There’s a one-line fix that will make your hot paths faster, use less memory, and reduce GC pressure. It costs you nothing in readability. Most Go programmers know about it. Far fewer actually do it consistently. The fix is telling Go how big a slice is going to be before you start filling it.
The Problem
This is the pattern you reach for by reflex, especially if you’ve come from languages where dynamic arrays just grow as needed:
// WRONG: triggers multiple allocations and copies
func collectIDs(users []User) []int {
var ids []int
for _, u := range users {
ids = append(ids, u.ID)
}
return ids
}
For a 10,000-element input, this loop triggers roughly 14 reallocations. Go’s growth algorithm doubles capacity for slices under 256 elements, then shifts to approximately 25% growth per reallocation after that. So you start at capacity 1, go to 2, 4, 8, 16, 32, 64, 128, 256, then 320, 400, 512… until capacity finally exceeds 10,000. Every reallocation copies all previously accumulated data. You’re doing O(n log n) work to produce an O(n) result.
The same hidden cost applies to maps:
// WRONG: map grows and re-hashes as you insert
func indexByID(users []User) map[int]User {
index := make(map[int]User)
for _, u := range users {
index[u.ID] = u
}
return index
}
Every time a Go map fills its load threshold it rehashes all existing keys. For 10,000 entries starting from zero, you’re looking at 3-4 complete rehashes during population.
The Idiomatic Way
When you know the final size — or a reasonable upper bound — just say so:
// RIGHT: single allocation, no copies
func collectIDs(users []User) []int {
ids := make([]int, 0, len(users))
for _, u := range users {
ids = append(ids, u.ID)
}
return ids
}
make([]int, 0, len(users)) allocates a backing array big enough for len(users) elements upfront.

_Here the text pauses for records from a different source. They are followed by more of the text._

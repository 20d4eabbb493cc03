//! Evolutionary feasibility-pump engine for mixed-integer programs: given a
//! sparse MILP and an LP solver to drive, searches for *any*
//! integer-feasible point, not an optimized one. Finding, proving, or
//! parsing the underlying LP/MILP is out of scope; this crate is written
//! against the [`solver::SolverHandle`] trait so it can sit behind any real
//! solver, and the GA recombination step itself is supplied by the caller
//! through [`engine::Recombinator`].

pub mod callback;
pub mod chromosome;
pub mod config;
pub mod cuts;
pub mod domain;
pub mod engine;
pub mod error;
pub mod histogram;
pub mod localsearch;
pub mod model;
pub mod ofp;
pub mod population;
pub mod propagate;
pub mod rounder;
pub mod solver;
pub mod terminators;
#[cfg(test)]
mod testutil;

pub use engine::{Engine, EngineOutcome, Recombinator};

/// Outcome of one engine run (spec.md §7, "Output").
#[derive(Debug, PartialEq, Eq, Clone, Copy, Default)]
pub enum Status {
    #[default]
    InProgress,
    /// An integer-feasible point was found.
    Feasible,
    /// The configured stop rule (generation/target/no-improvement) was hit
    /// with no feasible point in hand.
    InfeasibleWithinBudget,
    /// The wall-clock budget was exhausted.
    TimeLimit,
    /// A Ctrl-C (or programmatic interrupt) was observed.
    Interrupted,
    /// Stopped for a reason other than budget or interrupt (e.g. a
    /// collaborator returned an unrecoverable error mid-run).
    Aborted,
}
//! Propagators: one per constraint, analyzed once at load time into a
//! specialized form (spec.md §3, §4.2).
//!
//! Dispatch is a small `match` over a tagged enum rather than a trait
//! object: advisor updates are a handful of arithmetic operations per
//! variant and the set of variants is closed, so a vtable buys nothing
//! (spec.md §9, "advisor dispatch is a small switch, not virtual").

pub mod linear;

use crate::model::{ActivityBounds, ConId, Constraint, Model, Sense, VarId, EPS};

pub use linear::tighten_row;

#[derive(Debug, Clone, Copy, PartialEq, Eq)]
pub enum PropState {
    Unknown,
    Entailed,
    StronglyEntailed,
    Infeasible,
}

/// Shared header carried by every propagator variant.
#[derive(Debug, Clone)]
pub struct PropagatorHeader {
    pub id: usize,
    pub name: String,
    pub priority: i32,
    pub dirty: bool,
    pub state: PropState,
}

#[derive(Debug, Clone)]
pub enum PropagatorKind {
    /// Generic linear row; sign-partitioned coefficients, min/max activity.
    Linear { row: Vec<(VarId, f64)>, sense: Sense, rhs: f64 },
    /// `sum x_j {<=,=,>=} k`, all x binary with coefficient 1.
    Cardinality { vars: Vec<VarId>, sense: Sense, k: f64 },
    /// All coefficients positive, x >= 0.
    Knapsack { row: Vec<(VarId, f64)>, sense: Sense, rhs: f64 },
    /// Two binaries, +-1 coefficients, rhs 0, sense Le or Ge: x => y.
    Implies { a: VarId, b: VarId, a_coef: f64, b_coef: f64, sense: Sense },
    /// Two binaries, +-1 coefficients, rhs 0, sense Eq: x == y (or x == 1-y).
    Equiv { a: VarId, b: VarId, same_sign: bool },
    /// One continuous/integer + one binary: `coef_c * x {<=,>=} rhs - coef_b * y`.
    VarBound { cont: VarId, coef_c: f64, bin: VarId, coef_b: f64, sense: Sense, rhs: f64 },
}

#[derive(Debug, Clone)]
pub struct Propagator {
    pub header: PropagatorHeader,
    pub con: ConId,
    pub kind: PropagatorKind,
    pub activity: ActivityBounds,
}

impl Propagator {
    pub fn failed(&self) -> bool {
        self.header.state == PropState::Infeasible
    }
}

/// How a specific bound change on a variable updates one of its
/// propagator's activities (spec.md §3, "Advisor").
#[derive(Debug, Clone, Copy)]
pub struct Advisor {
    pub propagator_id: usize,
    pub coef: f64,
    /// True if this variable is the only +-infinity contributor on the
    /// activity side this advisor maintains (used to invalidate the
    /// "unique infinity contributor" cache on the next event).
    pub unique_infinity: bool,
}

/// Picks the most specific propagator class whose structural pattern
/// matches a constraint row (spec.md §4.2, "Construction").
pub fn classify(id: usize, con: ConId, c: &Constraint, model: &Model) -> Propagator {
    let is_binary = |v: VarId| model.variables[v.0].kind == crate::model::VarKind::Binary;
    let all_binary = c.row.iter().all(|&(v, _)| is_binary(v));
    let all_unit = c.row.iter().all(|&(_, coef)| (coef - 1.0).abs() < EPS);
    let all_positive = c.row.iter().all(|&(_, coef)| coef > 0.0);
    let all_nonneg_lb = c
        .row
        .iter()
        .all(|&(v, _)| model.variables[v.0].lb >= -EPS);

    let kind = if all_binary && all_unit && c.row.len() >= 2 {
        PropagatorKind::Cardinality {
            vars: c.row.iter().map(|&(v, _)| v).collect(),
            sense: c.sense,
            k: c.rhs,
        }
    } else if c.row.len() == 2
        && c.row.iter().all(|&(v, coef)| is_binary(v) && (coef.abs() - 1.0).abs() < EPS)
        && c.rhs.abs() < EPS
    {
        let (a, a_coef) = c.row[0];
        let (b, b_coef) = c.row[1];
        if c.sense == Sense::Eq {
            PropagatorKind::Equiv {
                a,
                b,
                same_sign: (a_coef > 0.0) == (b_coef > 0.0),
            }
        } else {
            PropagatorKind::Implies { a, b, a_coef, b_coef, sense: c.sense }
        }
    } else if c.row.len() == 2
        && c.row.iter().any(|&(v, _)| is_binary(v))
        && c.row.iter().any(|&(v, _)| !is_binary(v))
    {
        let (mut cont, mut coef_c) = (c.row[0].0, c.row[0].1);
        let (mut bin, mut coef_b) = (c.row[1].0, c.row[1].1);
        if is_binary(cont) {
            std::mem::swap(&mut cont, &mut bin);
            std::mem::swap(&mut coef_c, &mut coef_b);
        }
        PropagatorKind::VarBound { cont, coef_c, bin, coef_b, sense: c.sense, rhs: c.rhs }
    } else if all_positive && all_nonneg_lb {
        PropagatorKind::Knapsack { row: c.row.clone(), sense: c.sense, rhs: c.rhs }
    } else {
        PropagatorKind::Linear { row: c.row.clone(), sense: c.sense, rhs: c.rhs }
    };

    Propagator {
        header: PropagatorHeader {
            id,
            name: c.name.clone(),
            priority: priority_of(&kind),
            dirty: true,
            state: PropState::Unknown,
        },
        con,
        kind,
        activity: ActivityBounds::default(),
    }
}

/// More specific propagators run first: they tend to derive tighter
/// implications from fewer activity updates.
fn priority_of(kind: &PropagatorKind) -> i32 {
    match kind {
        PropagatorKind::Equiv { .. } | PropagatorKind::Implies { .. } => 100,
        PropagatorKind::VarBound { .. } => 80,
        PropagatorKind::Cardinality { .. } => 60,
        PropagatorKind::Knapsack { .. } => 40,
        PropagatorKind::Linear { .. } => 0,
    }
}

/// One row's worth of variables, for advisor registration.
pub fn row_of(kind: &PropagatorKind) -> Vec<(VarId, f64)> {
    match kind {
        PropagatorKind::Linear { row, .. } | PropagatorKind::Knapsack { row, .. } => row.clone(),
        PropagatorKind::Cardinality { vars, .. } => vars.iter().map(|&v| (v, 1.0)).collect(),
        PropagatorKind::Implies { a, b, a_coef, b_coef, .. } => vec![(*a, *a_coef), (*b, *b_coef)],
        PropagatorKind::Equiv { a, b, same_sign } => {
            vec![(*a, 1.0), (*b, if *same_sign { -1.0 } else { 1.0 })]
        }
        PropagatorKind::VarBound { cont, coef_c, bin, coef_b, .. } => {
            vec![(*cont, *coef_c), (*bin, *coef_b)]
        }
    }
}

Every append writes into already-reserved space. One heap allocation for the whole operation.
For maps:
// RIGHT: preallocate with a size hint
func indexByID(users []User) map[int]User {
index := make(map[int]User, len(users))
for _, u := range users {
index[u.ID] = u
}
return index
}
The second argument to make for maps is a hint, not a guarantee — Go may allocate more or less — but it dramatically reduces the number of rehash events during initial population.

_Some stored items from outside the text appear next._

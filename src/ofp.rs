//! Objective Feasibility Pump (spec C4): the per-chromosome decode. Rounds
//! the chromosome's genes, projects back onto the LP relaxation with a
//! pump-weighted objective, and iterates until an integer-feasible point is
//! found or the no-improvement budget runs out.

use rand::Rng;

use crate::callback::OfpCallback;
use crate::chromosome::Chromosome;
use crate::config::{EngineOptions, FitnessType};
use crate::cuts::hash_rounding;
use crate::domain::{Domain, DomainSnapshot};
use crate::error::OfpError;
use crate::model::{Model, VarId, EPS};
use crate::rounder::{self, FixedThreshold, RandomThreshold, ThresholdSource};
use crate::solver::{LpStatus, SolverHandle};
use crate::terminators::StopController;

#[derive(Debug, Clone)]
pub struct OfpOutcome {
    pub rounded: Vec<f64>,
    pub fp_value: f64,
    pub fractionality: f64,
    pub num_non_integral: usize,
    pub iterations: u32,
    pub fitness: f64,
    pub integer_feasible: bool,
}

fn compute_fitness(fitness_type: FitnessType, beta: f64, delta: f64, num_non_integral: usize) -> f64 {
    let beta = beta.clamp(0.0, 1.0);
    let n = num_non_integral as f64;
    match fitness_type {
        FitnessType::Convex => beta * delta + (1.0 - beta) * n,
        FitnessType::Geometric => delta.max(0.0).powf(beta) * n.powf(1.0 - beta),
    }
}

fn vectors_equal(a: &[f64], b: &[f64]) -> bool {
    a.len() == b.len() && a.iter().zip(b).all(|(x, y)| (x - y).abs() < EPS)
}

/// Flips the `count` binaries in `x_bar` with the smallest `|x_tilde - x_bar|`
/// (weak perturbation, spec.md §4.4 step 2).
fn perturb_short(x_bar: &mut [f64], x_tilde: &[f64], count: usize) {
    let mut order: Vec<usize> = (0..x_bar.len()).collect();
    order.sort_by(|&a, &b| {
        (x_tilde[a] - x_bar[a])
            .abs()
            .partial_cmp(&(x_tilde[b] - x_bar[b]).abs())
            .unwrap_or(std::cmp::Ordering::Equal)
            .then(a.cmp(&b))
    });
    for &j in order.iter().take(count) {
        x_bar[j] = 1.0 - x_bar[j];
    }
}

/// Flips each binary independently with a random strong-perturbation draw
/// (spec.md §4.4 step 3).
fn perturb_long(x_bar: &mut [f64], x_tilde: &[f64], rho_lb: f64, rho_ub: f64, rng: &mut impl Rng) {
    for j in 0..x_bar.len() {
        let u: f64 = rng.gen_range(rho_lb..=rho_ub.max(rho_lb));
        if (x_bar[j] - x_tilde[j]).abs() + u.max(0.0) > 0.5 {
            x_bar[j] = 1.0 - x_bar[j];
        }
    }
}

#[allow(clippy::too_many_arguments)]
pub fn decode(
    model: &Model,
    domain: &mut Domain,
    baseline: &DomainSnapshot,
    solver: &mut dyn SolverHandle,
    chromosome: &Chromosome,
    binaries: &[VarId],
    options: &EngineOptions,
    rng: &mut impl Rng,
    stop: &StopController,
    callback: &mut dyn OfpCallback,
) -> Result<OfpOutcome, OfpError> {
    let n_binaries = binaries.len();
    let c_norm = model.objective_norm();
    let weight_scale = if c_norm > EPS { (n_binaries as f64).sqrt() / c_norm } else { 0.0 };
    let sign = if model.objective_sense_minimize { 1.0 } else { -1.0 };

    let mut alpha = options.pump_strategy.initial_alpha();
    let mut x_tilde: Vec<f64> = chromosome.alleles().to_vec();
    let mut x_bar_prev: Option<Vec<f64>> = None;
    let mut seen: std::collections::HashMap<u64, f64> = std::collections::HashMap::new();

    let mut best_delta = f64::INFINITY;
    let mut best_fractionality = f64::INFINITY;
    let mut best_num_non_integral = n_binaries;
    let mut best_rounding: Vec<f64> = vec![0.0; n_binaries];

    let mut iter: u32 = 0;
    let mut iter_no_improvement: u32 = 0;
    let mut restarts_left = options.max_restarts;

    loop {
        if stop.must_stop() {
            break;
        }

        let mut fixed_threshold = FixedThreshold(0.5);
        let mut random_threshold;
        let threshold: &mut dyn ThresholdSource = if options.fp.randomized_threshold {
            random_threshold = RandomThreshold { rng: &mut *rng, lo: options.fp.rho_lb, hi: options.fp.rho_ub.max(options.fp.rho_lb) };
            &mut random_threshold
        } else {
            &mut fixed_threshold
        };
        let round_result = rounder::round(domain, baseline, binaries, &x_tilde, threshold);
        let mut x_bar = round_result.rounded;

        if let Some(prev) = &x_bar_prev {
            if vectors_equal(prev, &x_bar) {
                if options.fp.perturb_when_cycling {
                    let width = options.fp.t.max(0.0) * n_binaries as f64;
                    let lo = (width / 2.0).round().max(0.0) as usize;
                    let hi = (1.5 * width).round().max(lo as f64) as usize;
                    let count = if hi > lo { rng.gen_range(lo..=hi) } else { lo }.min(n_binaries);
                    perturb_short(&mut x_bar, &x_tilde, count);
                } else {
                    break;
                }
            }
        }

        let ones: Vec<usize> = x_bar.iter().enumerate().filter(|(_, &v)| v >= 0.5).map(|(j, _)| j).collect();
        let hash = hash_rounding(&ones);
        if let Some(&stored_alpha) = seen.get(&hash) {
            if (stored_alpha - alpha).abs() < options.ofp.delta {
                if options.fp.perturb_when_cycling {
                    perturb_long(&mut x_bar, &x_tilde, options.fp.rho_lb, options.fp.rho_ub, rng);
                } else {
                    break;
                }
            }
        }
        seen.insert(hash, alpha);

        let mut coeffs = vec![0.0f64; model.n_vars()];
        for (idx, &VarId(j)) in binaries.iter().enumerate() {
            let at_ub = (x_bar[idx] - 1.0).abs() < EPS;
            let pump_coef = if at_ub { -(1.0 - alpha) } else { 1.0 - alpha };
            coeffs[j] += pump_coef;
        }
        if weight_scale > 0.0 {
            for (j, var) in model.variables.iter().enumerate() {
                coeffs[j] += sign * alpha * weight_scale * var.obj;
            }
        }

        solver.set_objective(&coeffs, true);
        let solution = match solver.solve_lp() {
            Ok(sol) if sol.status == LpStatus::Optimal => sol,
            _ => break,
        };
        x_tilde = solution.primal;

        let delta: f64 = binaries.iter().enumerate().map(|(idx, &VarId(j))| (x_tilde[j] - x_bar[idx]).abs()).sum();
        let num_non_integral = binaries
            .iter()
            .filter(|&&VarId(j)| x_tilde[j] > EPS && x_tilde[j] < 1.0 - EPS)
            .count();

        iter += 1;
        callback.on_iteration(iter, alpha, delta, num_non_integral);

        if num_non_integral == 0 {
            return Ok(OfpOutcome {
                rounded: x_bar,
                fp_value: 0.0,
                fractionality: 0.0,
                num_non_integral: 0,
                iterations: iter,
                fitness: 0.0,
                integer_feasible: true,
            });
        }

        if delta < best_delta - EPS {
            best_delta = delta;
            best_fractionality =
                binaries.iter().map(|&VarId(j)| x_tilde[j].min(1.0 - x_tilde[j]).max(0.0)).sum();
            best_num_non_integral = num_non_integral;
            best_rounding = x_bar.clone();
            iter_no_improvement = 0;
        } else {
            iter_no_improvement += 1;
        }

        alpha *= options.ofp.phi;
        x_bar_prev = Some(x_bar);

        if iter_no_improvement >= options.fp.iteration_limit {
            if restarts_left == 0 {
                break;
            }
            // No progress for a full window: restart from the best rounding
            // found so far with a stronger perturbation, rather than giving
            // up outright (original_source/FP2/feaspump/feaspump.cpp's
            // `restart()`, gated the same way by a restart budget).
            restarts_left -= 1;
            let mut reseeded = best_rounding.clone();
            perturb_long(&mut reseeded, &chromosome.alleles().to_vec(), options.fp.rho_lb, options.fp.rho_ub, rng);
            x_tilde = reseeded;
            alpha = options.pump_strategy.initial_alpha();
            iter_no_improvement = 0;
            x_bar_prev = None;
        }
    }

    let fitness = compute_fitness(options.fitness_type, options.minimization_factor, best_delta, best_num_non_integral);
    Ok(OfpOutcome {
        rounded: best_rounding,
        fp_value: best_delta,
        fractionality: best_fractionality,
        num_non_integral: best_num_non_integral,
        iterations: iter,
        fitness,
        integer_feasible: false,
    })
}

#[cfg(test)]
mod tests {
    use super::*;
    use std::sync::atomic::AtomicBool;
    use std::sync::Arc;
    use std::time::Duration;

    use rand::SeedableRng;
    use rand_xorshift::XorShiftRng;

    use crate::callback::NoOpOfpCallback;
    use crate::domain::Domain;
    use crate::model::{Constraint, Sense, Variable};
    use crate::testutil::FakeSolver;
    use crate::terminators::{ClockKind, StopController};

    fn stop_controller() -> StopController {
        StopController::new(Duration::from_secs(5), ClockKind::Wall, Arc::new(AtomicBool::new(false)))
    }

    fn two_binary_sat() -> Model {
        let vars = vec![Variable::new_binary(0.0), Variable::new_binary(0.0)];
        let row = vec![(VarId(0), 1.0), (VarId(1), 1.0)];
        let cons = vec![Constraint::new("ge", row.clone(), Sense::Ge, 1.0), Constraint::new("le", row, Sense::Le, 1.0)];
        Model::new(vars, cons, true).unwrap()
    }

    fn degenerate_cycling_model() -> Model {
        let vars = vec![Variable::new_binary(0.0), Variable::new_binary(0.0)];
        let cons = vec![
            Constraint::new("sum", vec![(VarId(0), 1.0), (VarId(1), 1.0)], Sense::Eq, 1.0),
            Constraint::new("diff", vec![(VarId(0), 1.0), (VarId(1), -1.0)], Sense::Eq, 0.0),
        ];
        Model::new(vars, cons, true).unwrap()
    }

    /// Spec scenario 1: pure 2-binary SAT-like model, decode from (0.5, 0.5)
    /// must land on an integer-feasible point in a handful of LP projections.
    #[test]
    fn scenario_1_two_binary_sat_decodes_to_integer_feasible() {
        let model = two_binary_sat();
        let mut domain = Domain::build(&model).unwrap();
        let baseline = domain.snapshot();
        let mut solver = FakeSolver::from_model(&model);
        let chromosome = Chromosome::new(vec![0.5, 0.5, 0.123]);
        let options = EngineOptions::default();
        let mut rng = XorShiftRng::seed_from_u64(chromosome.seed() as u64);
        let stop = stop_controller();
        let mut callback = NoOpOfpCallback;

        let outcome = decode(&model, &mut domain, &baseline, &mut solver, &chromosome, &model.binaries, &options, &mut rng, &stop, &mut callback).unwrap();

        assert!(outcome.integer_feasible);
        assert_eq!(outcome.num_non_integral, 0);
        assert!(outcome.iterations <= 3);
        assert!((outcome.rounded[0] + outcome.rounded[1] - 1.0).abs() < 1e-9);
    }

    /// Spec scenario 2: the cycling-trigger model has no integer-feasible
    /// point; OFP must exhaust its iteration budget and report a fractional
    /// best rounding rather than hang.
    #[test]
    fn scenario_2_cycling_model_exhausts_budget_without_integer_feasibility() {
        let model = degenerate_cycling_model();
        let mut domain = Domain::build(&model).unwrap();
        let baseline = domain.snapshot();
        let mut solver = FakeSolver::from_model(&model);
        let chromosome = Chromosome::new(vec![0.5, 0.5, 0.456]);
        let mut options = EngineOptions::default();
        options.fp.iteration_limit = 5;
        options.fp.perturb_when_cycling = true;
        let mut rng = XorShiftRng::seed_from_u64(chromosome.seed() as u64);
        let stop = stop_controller();
        let mut callback = NoOpOfpCallback;

        let outcome = decode(&model, &mut domain, &baseline, &mut solver, &chromosome, &model.binaries, &options, &mut rng, &stop, &mut callback).unwrap();

        assert!(!outcome.integer_feasible);
        assert!(outcome.num_non_integral >= 1);
    }

    /// `max_restarts` must actually extend the search past a single
    /// no-improvement window instead of sitting unread.
    #[test]
    fn max_restarts_runs_additional_iterations_past_one_no_improvement_window() {
        let model = degenerate_cycling_model();
        let mut domain = Domain::build(&model).unwrap();
        let baseline = domain.snapshot();

        let mut no_restart_opts = EngineOptions::default();
        no_restart_opts.fp.iteration_limit = 2;
        no_restart_opts.fp.perturb_when_cycling = true;
        no_restart_opts.max_restarts = 0;
        let mut solver = FakeSolver::from_model(&model);
        let chromosome = Chromosome::new(vec![0.5, 0.5, 0.789]);
        let mut rng = XorShiftRng::seed_from_u64(chromosome.seed() as u64);
        let stop = stop_controller();
        let mut callback = NoOpOfpCallback;
        let baseline_outcome =
            decode(&model, &mut domain, &baseline, &mut solver, &chromosome, &model.binaries, &no_restart_opts, &mut rng, &stop, &mut callback).unwrap();

        let mut restart_opts = no_restart_opts.clone();
        restart_opts.max_restarts = 3;
        let mut solver = FakeSolver::from_model(&model);
        let mut rng = XorShiftRng::seed_from_u64(chromosome.seed() as u64);
        let restarted_outcome =
            decode(&model, &mut domain, &baseline, &mut solver, &chromosome, &model.binaries, &restart_opts, &mut rng, &stop, &mut callback).unwrap();

        assert!(restarted_outcome.iterations > baseline_outcome.iterations);
    }

    #[test]
    fn convex_fitness_is_zero_weight_combination() {
        let f = compute_fitness(FitnessType::Convex, 0.5, 2.0, 4);
        assert!((f - 3.0).abs() < 1e-9);
    }

    #[test]
    fn geometric_fitness_handles_zero_fractional_count() {
        let f = compute_fitness(FitnessType::Geometric, 0.5, 1.0, 0);
        assert_eq!(f, 0.0);
    }

    #[test]
    fn perturb_short_flips_requested_count() {
        let mut x_bar = vec![0.0, 1.0, 0.0, 1.0];
        let x_tilde = vec![0.1, 0.9, 0.4, 0.6];
        let before = x_bar.clone();
        perturb_short(&mut x_bar, &x_tilde, 2);
        let flips = x_bar.iter().zip(&before).filter(|(a, b)| (**a - **b).abs() > 0.5).count();
        assert_eq!(flips, 2);
    }
}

One important distinction: make([]int, n) and make([]int, 0, n) are different. The first gives you a slice of length n pre-filled with zeros, suitable for writing by index. The second gives you a zero-length slice with reserved capacity, suitable for building with append. Mixing them up is a common mistake:
// WRONG: creates len(users) zeros then appends after them
ids := make([]int, len(users))
for _, u := range users {
ids = append(ids, u.ID) // appends AFTER the zeros!
}
// ids now has len(users)*2 elements — first half are zeros
In The Wild
Here’s a benchmark that makes the numbers concrete:
func BenchmarkWithoutCapacity(b *testing.B) {
input := make([]int, 10000)
for i := range input {
input[i] = i
}
b.ResetTimer()
for n := 0; n < b.N; n++ {
var result []int
for _, v := range input {
result = append(result, v*2)
}
_ = result
}
}
func BenchmarkWithCapacity(b *testing.B) {
input := make([]int, 10000)
for i := range input {
input[i] = i
}
b.ResetTimer()
for n := 0; n < b.N; n++ {
result := make([]int, 0, len(input))
for _, v := range input {
result = append(result, v*2)
}
_ = result
}
}
Running with go test -bench=. -benchmem:
BenchmarkWithoutCapacity-8 8412 139823 ns/op 357627 B/op 19 allocs/op
BenchmarkWithCapacity-8 22174 54021 ns/op 81920 B/op 1 allocs/op
2.6x faster. 4x less memory. 19 allocations reduced to 1. For a 10,000-element slice, that’s the cost of three wrong characters (var instead of make([]int, 0, n)).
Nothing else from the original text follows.